> **Source records**:

* * *

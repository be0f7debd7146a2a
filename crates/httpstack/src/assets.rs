// Copyright 2019-2026 Maravilla Labs, operated by SOLUTAS GmbH, Switzerland
// SPDX-License-Identifier: Apache-2.0
// SPDX-License-Identifier: MIT

//! Asset tags for stylesheets, scripts, fonts and images.
//!
//! [`AssetBinder`] turns [`AssetDescriptor`]s into markup:
//!
//! | kind         | element                                                         | placed in |
//! |--------------|-----------------------------------------------------------------|-----------|
//! | `stylesheet` | `<link rel="stylesheet" href>`                                  | head      |
//! | `script`     | `<script src defer>`                                            | body      |
//! | `font`       | `<link rel="preload" as="font" crossorigin="anonymous" href>`, plus a stylesheet link when `stylesheet_cdn` is set | head |
//! | `image`      | one inline script preloading every unique image URL             | body      |
//!
//! Head content falls back to the body and vice versa. An asset whose
//! location cannot be resolved is logged and skipped; binding never fails.

use crate::dom::{DomTree, NodeId, NodeKind};
use crate::locator::FileLocator;
use serde::{Deserialize, Serialize};
use std::path::Path;

/// What an asset is.
#[derive(Debug, Clone, Copy, PartialEq, Eq, Serialize, Deserialize)]
#[serde(rename_all = "lowercase")]
pub enum AssetKind {
    /// A CSS file.
    #[serde(alias = "sheet", alias = "css")]
    Stylesheet,
    /// A JavaScript file.
    #[serde(alias = "js")]
    Script,
    /// A web font.
    Font,
    /// An image to preload.
    #[serde(alias = "img")]
    Image,
}

impl AssetKind {
    /// Extension (or family) used to locate files of this kind.
    pub fn extension(self) -> &'static str {
        match self {
            AssetKind::Stylesheet => "css",
            AssetKind::Script => "js",
            AssetKind::Font => "font",
            AssetKind::Image => "image",
        }
    }

    /// Conventional directory for files of this kind.
    pub fn directory(self) -> &'static str {
        match self {
            AssetKind::Stylesheet => "css",
            AssetKind::Script => "js",
            AssetKind::Font => "fonts",
            AssetKind::Image => "img",
        }
    }

    /// Classifies a file by extension.
    pub fn from_extension(extension: &str) -> Option<Self> {
        match extension.to_ascii_lowercase().as_str() {
            "css" => Some(AssetKind::Stylesheet),
            "js" | "mjs" => Some(AssetKind::Script),
            "woff2" | "woff" | "ttf" | "otf" => Some(AssetKind::Font),
            "png" | "jpg" | "jpeg" | "gif" | "webp" | "svg" | "ico" => Some(AssetKind::Image),
            _ => None,
        }
    }
}

/// One asset to bind.
///
/// Deserializes from JSON or TOML such as
/// `{ "type": "font", "filename": "inter", "stylesheet_cdn": "https://..." }`.
#[derive(Debug, Clone, PartialEq, Eq, Serialize, Deserialize)]
pub struct AssetDescriptor {
    /// The asset kind.
    #[serde(rename = "type", alias = "kind")]
    pub kind: AssetKind,
    /// Absolute URL; wins over `filename` when set.
    #[serde(default, alias = "src", alias = "href", skip_serializing_if = "Option::is_none")]
    pub cdn: Option<String>,
    /// Name resolved through a [`FileLocator`].
    #[serde(default, skip_serializing_if = "Option::is_none")]
    pub filename: Option<String>,
    /// Extra stylesheet for fonts (e.g. a hosted `@font-face` sheet).
    #[serde(default, skip_serializing_if = "Option::is_none")]
    pub stylesheet_cdn: Option<String>,
}

impl AssetDescriptor {
    /// An asset at a fixed URL.
    pub fn url(kind: AssetKind, url: impl Into<String>) -> Self {
        Self {
            kind,
            cdn: Some(url.into()),
            filename: None,
            stylesheet_cdn: None,
        }
    }

    /// An asset found through a locator.
    pub fn file(kind: AssetKind, filename: impl Into<String>) -> Self {
        Self {
            kind,
            cdn: None,
            filename: Some(filename.into()),
            stylesheet_cdn: None,
        }
    }

    /// Classifies `path` by extension and joins it onto `base_uri`.
    ///
    /// Returns `None` for unknown extensions.
    pub fn from_path(base_uri: &str, path: &str) -> Option<Self> {
        let extension = Path::new(path).extension()?.to_str()?;
        let kind = AssetKind::from_extension(extension)?;
        let url = if base_uri.is_empty() || path.starts_with("http") {
            path.to_string()
        } else {
            format!(
                "{}/{}",
                base_uri.trim_end_matches('/'),
                path.trim_start_matches('/')
            )
        };
        Some(Self::url(kind, url))
    }
}

/// What a call to [`AssetBinder::bind`] did.
#[derive(Debug, Clone, Default, PartialEq, Eq)]
pub struct BindReport {
    /// Elements appended (link, script, preload script).
    pub appended: usize,
    /// Descriptors skipped because their location could not be resolved.
    pub dropped: usize,
    /// Unique image URLs in the preload script, first-seen order.
    pub preloaded: Vec<String>,
}

/// Appends asset elements to a tree.
pub struct AssetBinder<'a> {
    locator: Option<&'a dyn FileLocator>,
}

impl<'a> AssetBinder<'a> {
    /// A binder that resolves `filename` descriptors through `locator`.
    pub fn new(locator: Option<&'a dyn FileLocator>) -> Self {
        Self { locator }
    }

    fn resolve(&self, asset: &AssetDescriptor) -> Option<String> {
        if let Some(cdn) = asset.cdn.as_deref().filter(|c| !c.is_empty()) {
            return Some(cdn.to_string());
        }
        let filename = asset.filename.as_deref().filter(|f| !f.is_empty())?;
        let Some(locator) = self.locator else {
            tracing::warn!("No locator configured to resolve asset '{}'", filename);
            return None;
        };
        match locator.find_file(filename, Some(asset.kind.directory()), asset.kind.extension()) {
            Ok(location) => Some(location),
            Err(e) => {
                tracing::warn!("Asset '{}' could not be resolved: {}", filename, e);
                None
            }
        }
    }

    /// Binds every descriptor into `tree`.
    pub fn bind(&self, tree: &mut DomTree, assets: &[AssetDescriptor]) -> BindReport {
        let mut report = BindReport::default();
        for asset in assets {
            let Some(location) = self.resolve(asset) else {
                tracing::warn!("Dropping {:?} asset with no resolvable location", asset.kind);
                report.dropped += 1;
                continue;
            };
            match asset.kind {
                AssetKind::Stylesheet => {
                    let link = tree.create_element("link", &[("rel", "stylesheet"), ("href", location.as_str())]);
                    let head = tree.head_or_root();
                    report.appended += append(tree, head, link);
                }
                AssetKind::Script => {
                    let script = tree.create_element("script", &[("src", location.as_str()), ("defer", "defer")]);
                    let body = body_or_head(tree);
                    report.appended += append(tree, body, script);
                }
                AssetKind::Font => {
                    let preload = tree.create_element(
                        "link",
                        &[
                            ("rel", "preload"),
                            ("href", location.as_str()),
                            ("as", "font"),
                            ("crossorigin", "anonymous"),
                        ],
                    );
                    let head = tree.head_or_root();
                    report.appended += append(tree, head, preload);
                    if let Some(sheet) = asset.stylesheet_cdn.as_deref().filter(|s| !s.is_empty()) {
                        let link = tree.create_element("link", &[("rel", "stylesheet"), ("href", sheet)]);
                        report.appended += append(tree, head, link);
                    }
                }
                AssetKind::Image => {
                    if !report.preloaded.contains(&location) {
                        report.preloaded.push(location);
                    }
                }
            }
        }

        if !report.preloaded.is_empty() {
            let script = tree.create_element("script", &[]);
            let text = tree.create_text(&preload_script(&report.preloaded));
            if tree.append_child(script, text).is_ok() {
                let body = body_or_head(tree);
                report.appended += append(tree, body, script);
            }
        }
        report
    }
}

fn body_or_head(tree: &DomTree) -> NodeId {
    tree.body()
        .or_else(|| tree.head())
        .unwrap_or_else(|| tree.body_or_root())
}

fn append(tree: &mut DomTree, parent: NodeId, child: NodeId) -> usize {
    match tree.append_child(parent, child) {
        Ok(()) => 1,
        Err(e) => {
            tracing::warn!("Could not append asset element: {}", e);
            0
        }
    }
}

fn preload_script(urls: &[String]) -> String {
    let list = serde_json::to_string(urls)
        .unwrap_or_else(|_| "[]".to_string())
        .replace("</", "<\\/");
    format!(
        "(function() {{\n    var imagesToPreload = {};\n    imagesToPreload.forEach(function(url) {{\n        var img = new Image();\n        img.src = url;\n    }});\n}})();",
        list
    )
}

/// Lists the assets a document already references.
///
/// Stylesheet and font links, `script[src]` and `img[src]`, in document order.
pub fn discover(tree: &DomTree) -> Vec<AssetDescriptor> {
    let mut found = Vec::new();
    tree.traverse(tree.root(), |tree, node| {
        let NodeKind::Element(element) = tree.kind(node) else {
            return;
        };
        let attr = |name: &str| element.attribute(name).map(str::to_string);
        let asset = match element.name.as_str() {
            "link" => {
                let rel = element.attribute("rel").unwrap_or_default();
                if rel.split_whitespace().any(|r| r == "stylesheet") {
                    attr("href").map(|href| AssetDescriptor::url(AssetKind::Stylesheet, href))
                } else if rel == "preload" && element.attribute("as") == Some("font") {
                    attr("href").map(|href| AssetDescriptor::url(AssetKind::Font, href))
                } else {
                    None
                }
            }
            "script" => attr("src").map(|src| AssetDescriptor::url(AssetKind::Script, src)),
            "img" => attr("src").map(|src| AssetDescriptor::url(AssetKind::Image, src)),
            _ => None,
        };
        found.extend(asset);
    });
    found
}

* * *

> **Work instructions**: Please copy each line of the entries in which the word "document" shows up.

> **Exercise response**:
/// Lists the assets a document already references.
/// Stylesheet and font links, `script[src]` and `img[src]`, in document order.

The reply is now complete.